Segment Open

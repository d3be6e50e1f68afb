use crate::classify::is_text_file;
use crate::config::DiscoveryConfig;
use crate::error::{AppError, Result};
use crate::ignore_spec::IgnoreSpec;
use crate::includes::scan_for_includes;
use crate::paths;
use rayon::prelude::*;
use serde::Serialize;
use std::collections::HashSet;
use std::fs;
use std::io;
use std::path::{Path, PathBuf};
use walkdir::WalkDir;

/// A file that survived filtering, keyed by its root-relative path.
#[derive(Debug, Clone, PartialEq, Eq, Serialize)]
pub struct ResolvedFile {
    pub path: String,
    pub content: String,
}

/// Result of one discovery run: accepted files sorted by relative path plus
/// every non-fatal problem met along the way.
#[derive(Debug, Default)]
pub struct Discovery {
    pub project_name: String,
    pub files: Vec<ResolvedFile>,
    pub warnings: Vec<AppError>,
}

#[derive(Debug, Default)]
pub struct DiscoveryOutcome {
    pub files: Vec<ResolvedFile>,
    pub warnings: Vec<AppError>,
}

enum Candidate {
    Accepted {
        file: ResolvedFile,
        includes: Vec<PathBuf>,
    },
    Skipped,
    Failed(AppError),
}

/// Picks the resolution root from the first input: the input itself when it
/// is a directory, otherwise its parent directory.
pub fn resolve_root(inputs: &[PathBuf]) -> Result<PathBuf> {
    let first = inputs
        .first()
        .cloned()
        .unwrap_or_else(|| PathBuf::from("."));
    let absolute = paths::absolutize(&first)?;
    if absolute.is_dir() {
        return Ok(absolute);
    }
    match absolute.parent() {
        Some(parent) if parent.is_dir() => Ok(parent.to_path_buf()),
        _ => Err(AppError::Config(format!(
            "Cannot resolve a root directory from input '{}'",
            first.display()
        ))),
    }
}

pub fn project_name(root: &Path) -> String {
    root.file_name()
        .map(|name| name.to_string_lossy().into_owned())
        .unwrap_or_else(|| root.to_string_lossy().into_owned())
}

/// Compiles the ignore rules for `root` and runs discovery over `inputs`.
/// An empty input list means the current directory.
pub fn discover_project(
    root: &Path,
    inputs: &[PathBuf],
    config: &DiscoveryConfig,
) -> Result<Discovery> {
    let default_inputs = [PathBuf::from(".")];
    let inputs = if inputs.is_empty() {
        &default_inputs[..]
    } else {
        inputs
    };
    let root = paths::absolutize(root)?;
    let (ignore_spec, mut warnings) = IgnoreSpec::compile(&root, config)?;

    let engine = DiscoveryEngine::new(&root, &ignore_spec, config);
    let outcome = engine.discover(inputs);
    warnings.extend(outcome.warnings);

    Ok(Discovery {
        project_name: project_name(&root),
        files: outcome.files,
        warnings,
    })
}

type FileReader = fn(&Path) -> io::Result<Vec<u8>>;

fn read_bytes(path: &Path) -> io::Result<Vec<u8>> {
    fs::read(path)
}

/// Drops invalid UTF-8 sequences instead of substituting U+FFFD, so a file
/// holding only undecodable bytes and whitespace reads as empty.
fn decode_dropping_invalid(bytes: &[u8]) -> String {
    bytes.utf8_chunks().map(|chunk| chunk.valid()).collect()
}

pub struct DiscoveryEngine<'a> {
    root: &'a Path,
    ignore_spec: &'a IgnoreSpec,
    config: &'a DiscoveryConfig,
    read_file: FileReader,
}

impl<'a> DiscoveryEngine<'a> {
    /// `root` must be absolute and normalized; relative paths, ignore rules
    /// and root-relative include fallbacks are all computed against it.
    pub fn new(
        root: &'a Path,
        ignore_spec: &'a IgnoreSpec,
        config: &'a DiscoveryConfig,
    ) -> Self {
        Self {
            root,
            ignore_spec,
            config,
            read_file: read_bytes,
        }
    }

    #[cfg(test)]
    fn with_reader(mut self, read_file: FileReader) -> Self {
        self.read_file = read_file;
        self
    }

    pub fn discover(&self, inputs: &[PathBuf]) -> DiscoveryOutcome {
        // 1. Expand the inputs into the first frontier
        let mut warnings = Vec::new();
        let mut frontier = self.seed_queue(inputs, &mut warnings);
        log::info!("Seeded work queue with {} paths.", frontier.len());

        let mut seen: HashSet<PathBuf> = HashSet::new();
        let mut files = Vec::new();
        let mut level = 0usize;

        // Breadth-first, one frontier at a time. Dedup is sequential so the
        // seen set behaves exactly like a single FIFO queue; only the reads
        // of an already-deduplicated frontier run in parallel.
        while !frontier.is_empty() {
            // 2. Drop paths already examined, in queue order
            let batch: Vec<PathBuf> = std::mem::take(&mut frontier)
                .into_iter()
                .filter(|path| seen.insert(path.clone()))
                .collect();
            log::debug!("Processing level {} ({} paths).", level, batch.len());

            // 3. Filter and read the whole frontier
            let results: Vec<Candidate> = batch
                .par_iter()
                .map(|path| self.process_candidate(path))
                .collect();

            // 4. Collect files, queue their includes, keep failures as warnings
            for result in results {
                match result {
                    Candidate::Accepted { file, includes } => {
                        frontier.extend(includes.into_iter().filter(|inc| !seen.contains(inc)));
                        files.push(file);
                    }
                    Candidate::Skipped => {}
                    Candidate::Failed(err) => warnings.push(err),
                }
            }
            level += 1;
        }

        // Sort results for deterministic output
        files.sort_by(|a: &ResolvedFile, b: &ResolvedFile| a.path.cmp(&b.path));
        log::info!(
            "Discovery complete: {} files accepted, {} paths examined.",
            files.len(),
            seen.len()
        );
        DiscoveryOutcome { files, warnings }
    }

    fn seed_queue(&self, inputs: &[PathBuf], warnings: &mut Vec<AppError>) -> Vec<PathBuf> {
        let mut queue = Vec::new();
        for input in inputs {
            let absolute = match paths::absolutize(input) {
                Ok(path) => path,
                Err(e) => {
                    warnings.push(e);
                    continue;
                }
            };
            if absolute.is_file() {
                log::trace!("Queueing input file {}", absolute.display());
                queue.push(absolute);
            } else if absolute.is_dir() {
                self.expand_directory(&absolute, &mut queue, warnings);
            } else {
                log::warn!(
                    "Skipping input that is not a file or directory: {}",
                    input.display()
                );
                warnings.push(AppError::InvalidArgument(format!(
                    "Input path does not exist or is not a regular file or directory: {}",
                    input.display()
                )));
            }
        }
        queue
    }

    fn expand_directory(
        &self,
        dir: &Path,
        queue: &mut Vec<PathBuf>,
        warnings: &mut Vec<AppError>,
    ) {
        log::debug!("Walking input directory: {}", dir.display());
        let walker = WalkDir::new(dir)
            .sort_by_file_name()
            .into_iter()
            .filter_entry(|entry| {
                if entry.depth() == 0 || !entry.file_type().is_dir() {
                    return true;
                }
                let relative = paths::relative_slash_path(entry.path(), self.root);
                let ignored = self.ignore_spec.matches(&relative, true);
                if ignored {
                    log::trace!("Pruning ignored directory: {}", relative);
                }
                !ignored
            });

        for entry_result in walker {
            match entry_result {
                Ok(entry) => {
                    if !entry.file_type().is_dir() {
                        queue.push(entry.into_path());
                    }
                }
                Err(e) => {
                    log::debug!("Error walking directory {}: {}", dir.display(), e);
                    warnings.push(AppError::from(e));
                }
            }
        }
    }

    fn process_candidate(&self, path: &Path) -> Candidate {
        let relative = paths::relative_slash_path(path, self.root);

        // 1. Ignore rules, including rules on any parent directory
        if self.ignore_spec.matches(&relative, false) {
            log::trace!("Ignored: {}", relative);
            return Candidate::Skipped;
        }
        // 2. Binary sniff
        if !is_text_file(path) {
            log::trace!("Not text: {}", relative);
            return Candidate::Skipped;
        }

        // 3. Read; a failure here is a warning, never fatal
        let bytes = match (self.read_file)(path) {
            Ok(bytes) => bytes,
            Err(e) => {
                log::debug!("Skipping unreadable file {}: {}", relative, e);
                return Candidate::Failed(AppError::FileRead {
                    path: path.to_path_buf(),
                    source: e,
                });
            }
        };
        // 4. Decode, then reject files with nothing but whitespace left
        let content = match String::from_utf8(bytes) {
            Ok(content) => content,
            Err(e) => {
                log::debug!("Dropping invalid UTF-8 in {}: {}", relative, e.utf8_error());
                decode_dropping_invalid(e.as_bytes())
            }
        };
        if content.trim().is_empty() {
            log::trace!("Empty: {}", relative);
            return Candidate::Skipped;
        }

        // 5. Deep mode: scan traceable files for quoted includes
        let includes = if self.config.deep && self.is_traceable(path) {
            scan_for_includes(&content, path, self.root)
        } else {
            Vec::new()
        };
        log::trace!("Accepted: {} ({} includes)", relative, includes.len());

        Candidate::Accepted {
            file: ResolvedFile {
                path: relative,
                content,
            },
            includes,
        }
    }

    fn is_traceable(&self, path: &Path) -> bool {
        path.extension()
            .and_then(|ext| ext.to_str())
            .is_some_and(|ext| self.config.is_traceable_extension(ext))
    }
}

Segment Closed

Show, from the records above, every line that includes "PathBuf".

use std::path::{Path, PathBuf};
        includes: Vec<PathBuf>,
pub fn resolve_root(inputs: &[PathBuf]) -> Result<PathBuf> {
        .unwrap_or_else(|| PathBuf::from("."));
    inputs: &[PathBuf],
    let default_inputs = [PathBuf::from(".")];
    pub fn discover(&self, inputs: &[PathBuf]) -> DiscoveryOutcome {
        let mut seen: HashSet<PathBuf> = HashSet::new();
            let batch: Vec<PathBuf> = std::mem::take(&mut frontier)
    fn seed_queue(&self, inputs: &[PathBuf], warnings: &mut Vec<AppError>) -> Vec<PathBuf> {
        queue: &mut Vec<PathBuf>,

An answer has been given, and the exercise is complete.